Beginning with the first "Iron Man" in 2008, each film in this growing franchise has struck a special and incredibly satisfying tone—epic and reverent, but also smart and self-aware. ("Iron Man" set the red-and-gold standard, though last year's "Thor" was surprisingly successful at it, too.) Whedon (with help from Zak Penn, with whom he co-crafted the story) takes these tones and composes a symphony with movements that range from frenzied visual cacophony to thoughtful adagio and back again. "The Avengers" is action-packed the way "Hamlet" is a little chatty. Actually, to be honest, "The Avengers" is a little chatty, too—delightfully so.

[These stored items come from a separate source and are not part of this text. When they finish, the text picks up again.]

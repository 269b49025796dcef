//! # Database Pool Management
//!
//! Connection pool creation and configuration for SQLite.
//!
//! ## Architecture
//! ```text
//! ┌─────────────────────────────────────────────────────────────────────────┐
//! │                      Database Connection Pool                           │
//! │                                                                         │
//! │  Scanner App Startup                                                   │
//! │       │                                                                 │
//! │       ▼                                                                 │
//! │  DbConfig::new(path).asset(bundled) ← Configure pool settings          │
//! │       │                                                                 │
//! │       ▼                                                                 │
//! │  Database::new(config).await                                           │
//! │       ├── provision file from asset (first launch only)                │
//! │       ├── create pool                                                  │
//! │       └── run migrations                                               │
//! │       │                                                                 │
//! │       ▼                                                                 │
//! │  ┌─────────────────────────────────────────┐                           │
//! │  │            SqlitePool                    │                           │
//! │  │  ┌─────┐ ┌─────┐                        │  (max_connections)        │
//! │  │  │Conn1│ │Conn2│ ...                    │                           │
//! │  │  └─────┘ └─────┘                        │                           │
//! │  └─────────────────────────────────────────┘                           │
//! │       │                                                                 │
//! │       ▼                                                                 │
//! │  db.inventory().list_all()  ← handed explicitly to the inventory tab   │
//! └─────────────────────────────────────────────────────────────────────────┘
//! ```
//!
//! ## WAL Mode
//! SQLite WAL mode is enabled so the seed tool can write while the app
//! reads the same file.

use sqlx::sqlite::{SqliteConnectOptions, SqliteJournalMode, SqlitePoolOptions, SqliteSynchronous};
use sqlx::SqlitePool;
use std::path::{Path, PathBuf};
use std::str::FromStr;
use std::time::Duration;
use tracing::{debug, info};

use crate::error::{DbError, DbResult};
use crate::migrations;
use crate::provision::{provision_database, Provisioned};
use crate::repository::inventory::InventoryRepository;

/// Path SQLite treats as a private in-memory database.
const IN_MEMORY_PATH: &str = ":memory:";

// =============================================================================
// Configuration
// =============================================================================

/// Database configuration.
#[derive(Debug, Clone)]
pub struct DbConfig {
    /// Path to the SQLite database file.
    pub database_path: PathBuf,

    /// Bundled database copied to `database_path` on first launch.
    pub asset_path: Option<PathBuf>,

    /// Maximum number of connections in the pool.
    pub max_connections: u32,

    /// Minimum number of connections to maintain.
    pub min_connections: u32,

    /// Connection timeout.
    pub connect_timeout: Duration,

    /// Idle timeout before closing connections.
    pub idle_timeout: Duration,

    /// Whether to run migrations on startup.
    pub run_migrations: bool,
}

impl DbConfig {
    /// Creates a new database configuration with sensible defaults.
    ///
    /// ## Default Values
    /// - `max_connections`: 4 (one reader per mounted view is plenty)
    /// - `min_connections`: 1
    /// - `connect_timeout`: 30 seconds
    /// - `idle_timeout`: 10 minutes
    /// - `run_migrations`: true
    pub fn new(database_path: impl Into<PathBuf>) -> Self {
        DbConfig {
            database_path: database_path.into(),
            asset_path: None,
            max_connections: 4,
            min_connections: 1,
            connect_timeout: Duration::from_secs(30),
            idle_timeout: Duration::from_secs(600),
            run_migrations: true,
        }
    }

    /// Sets the bundled asset to provision from.
    pub fn asset(mut self, asset: impl Into<PathBuf>) -> Self {
        self.asset_path = Some(asset.into());
        self
    }

    /// Sets the maximum number of connections.
    pub fn max_connections(mut self, max: u32) -> Self {
        self.max_connections = max;
        self
    }

    /// Sets the minimum number of connections.
    pub fn min_connections(mut self, min: u32) -> Self {
        self.min_connections = min;
        self
    }

    /// Sets the connection timeout.
    pub fn connect_timeout(mut self, timeout: Duration) -> Self {
        self.connect_timeout = timeout;
        self
    }

    /// Sets whether to run migrations on connect.
    pub fn run_migrations(mut self, run: bool) -> Self {
        self.run_migrations = run;
        self
    }

    /// Creates an in-memory database configuration (for testing).
    ///
    /// ## Usage
    /// ```rust,ignore
    /// let config = DbConfig::in_memory();
    /// let db = Database::new(config).await?;
    /// // Database is isolated, perfect for tests
    /// ```
    pub fn in_memory() -> Self {
        DbConfig {
            database_path: PathBuf::from(IN_MEMORY_PATH),
            asset_path: None,
            max_connections: 1, // In-memory requires single connection
            min_connections: 1,
            connect_timeout: Duration::from_secs(5),
            idle_timeout: Duration::from_secs(60),
            run_migrations: true,
        }
    }

    /// True for the private in-memory database.
    pub fn is_in_memory(&self) -> bool {
        self.database_path == Path::new(IN_MEMORY_PATH)
    }
}

// =============================================================================
// Database
// =============================================================================

/// Main database handle providing repository access.
///
/// ## Explicit Handle
/// The handle is created once at startup and passed to whatever needs it;
/// the inventory tab receives it as an argument when it mounts. Nothing
/// reaches for a global database.
#[derive(Debug, Clone)]
pub struct Database {
    /// The SQLite connection pool.
    pool: SqlitePool,
}

impl Database {
    /// Opens (and if needed provisions) the database.
    ///
    /// ## What This Does
    /// 1. Copies the bundled asset into place if the file doesn't exist yet
    /// 2. Configures SQLite:
    ///    - WAL mode for concurrent reads
    ///    - NORMAL synchronous (balance of safety/speed)
    /// 3. Creates the connection pool
    /// 4. Runs migrations (if enabled)
    ///
    /// ## Example
    /// ```rust,ignore
    /// let config = DbConfig::new("./inventory.db").asset("assets/Inventory.db");
    /// let db = Database::new(config).await?;
    /// ```
    pub async fn new(config: DbConfig) -> DbResult<Self> {
        info!(
            path = %config.database_path.display(),
            "Initializing database connection"
        );

        if !config.is_in_memory() {
            let provisioned =
                provision_database(&config.database_path, config.asset_path.as_deref())?;
            debug!(?provisioned, "Database file ready");
            if provisioned == Provisioned::Empty {
                info!("No database asset configured, starting with an empty inventory");
            }
        }

        // The path is handed over as-is, never parsed as a URL, so `%` and
        // `?` in file names stay literal
        let base_options = if config.is_in_memory() {
            SqliteConnectOptions::from_str("sqlite::memory:")
                .map_err(|e| DbError::ConnectionFailed(e.to_string()))?
        } else {
            SqliteConnectOptions::new().filename(&config.database_path)
        };

        let connect_options = base_options
            // Readers don't block writers, writers don't block readers
            .journal_mode(SqliteJournalMode::Wal)
            .synchronous(SqliteSynchronous::Normal)
            .create_if_missing(true);

        debug!("Connection options configured");

        let pool = SqlitePoolOptions::new()
            .max_connections(config.max_connections)
            .min_connections(config.min_connections)
            .acquire_timeout(config.connect_timeout)
            .idle_timeout(Some(config.idle_timeout))
            .connect_with(connect_options)
            .await
            .map_err(|e| DbError::ConnectionFailed(e.to_string()))?;

        info!(
            max_connections = config.max_connections,
            "Database pool created"
        );

        let db = Database { pool };

        if config.run_migrations {
            db.run_migrations().await?;
        }

        Ok(db)
    }

    /// Runs database migrations.
    ///
    /// Called automatically by `new()` if `run_migrations` is true.
    pub async fn run_migrations(&self) -> DbResult<()> {
        info!("Running database migrations");
        migrations::run_migrations(&self.pool).await?;
        info!("Migrations complete");
        Ok(())
    }

    /// Returns `(total, applied)` migration counts.
    pub async fn migration_status(&self) -> DbResult<(usize, usize)> {
        migrations::migration_status(&self.pool).await
    }

    /// Returns a reference to the connection pool.
    pub fn pool(&self) -> &SqlitePool {
        &self.pool
    }

    /// Returns the inventory repository.
    ///
    /// ## Example
    /// ```rust,ignore
    /// let items = db.inventory().list_all().await?;
    /// ```
    pub fn inventory(&self) -> InventoryRepository {
        InventoryRepository::new(self.pool.clone())
    }

    /// Closes the database connection pool.
    pub async fn close(&self) {
        info!("Closing database connection pool");
        self.pool.close().await;
    }

    /// Checks if the database is healthy (can execute queries).
    pub async fn health_check(&self) -> bool {
        sqlx::query("SELECT 1")
            .execute(&self.pool)
            .await
            .is_ok()
    }
}

#[cfg(test)]
mod tests {
    use super::*;

    #[tokio::test]
    async fn test_in_memory_database() {
        let config = DbConfig::in_memory();
        assert!(config.is_in_memory());
        let db = Database::new(config).await.unwrap();

        assert!(db.health_check().await);
        assert_eq!(db.migration_status().await.unwrap(), (1, 1));
    }

    #[tokio::test]
    async fn test_config_builder() {
        let config = DbConfig::new("/tmp/test.db")
            .asset("/tmp/asset.db")
            .max_connections(10)
            .min_connections(2)
            .run_migrations(false);

        assert_eq!(config.max_connections, 10);
        assert_eq!(config.min_connections, 2);
        assert_eq!(config.asset_path, Some(PathBuf::from("/tmp/asset.db")));
        assert!(!config.run_migrations);
        assert!(!config.is_in_memory());
    }

    #[tokio::test]
    async fn test_file_database_is_created() {
        let dir = tempfile::tempdir().unwrap();
        let path = dir.path().join("nested").join("inventory.db");

        let db = Database::new(DbConfig::new(&path)).await.unwrap();
        assert!(db.health_check().await);
        assert!(path.exists());
        db.close().await;
    }

    #[tokio::test]
    async fn test_path_with_url_characters_is_literal() {
        let dir = tempfile::tempdir().unwrap();
        let path = dir.path().join("a%20b").join("inv?x=1.db");

        let db = Database::new(DbConfig::new(&path)).await.unwrap();
        db.inventory()
            .insert(&stockscan_core::InventoryItem::new(1, "Apple", 10))
            .await
            .unwrap();
        db.close().await;

        assert!(path.exists());
        assert!(!dir.path().join("a b").exists());

        let reopened = Database::new(DbConfig::new(&path)).await.unwrap();
        assert_eq!(reopened.inventory().count().await.unwrap(), 1);
        reopened.close().await;
    }

    #[tokio::test]
    async fn test_closed_pool_is_unhealthy() {
        let db = Database::new(DbConfig::in_memory()).await.unwrap();
        db.close().await;
        assert!(!db.health_check().await);
    }
}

In Downey, Whedon has found his verbal Stradivarius, though all of these actors do well with Whedon's words. (The debatable exception is Renner's Hawkeye—he's like that quiet dude on the edges of your college crew; no one's sure why he's there, but then it turns out he's crazy good at quarters.)

When Loki gets the Tesseract portal open, what ensues is a battle of "Saving Private Ryan" length and "Independence Day" proportion. Out pours an army of alien snowmobilers and gigantic, mechanical silverfish that set about a chaotic revision of Manhattan property values. The badassery of each team member is put on spectacular display, and their talents and tropes and catchphrases are combined in unique ways that will make normal people say "Whoa!" or "Ha!" and the nerds say either "I never imagined that" or "I totally thought of that three years ago at Comic-Con."

It's difficult to overestimate how much fun "The Avengers" is, combining and magnifying as it does the best qualities of the last few Marvel films. And you don't have to study up to enjoy it—though I can hardly think of a better set of prerequisite texts. The toughest thing about seeing "The Avengers" will be leaving the littlest fans at home, as it's probably a bit too much for younger kids to withstand.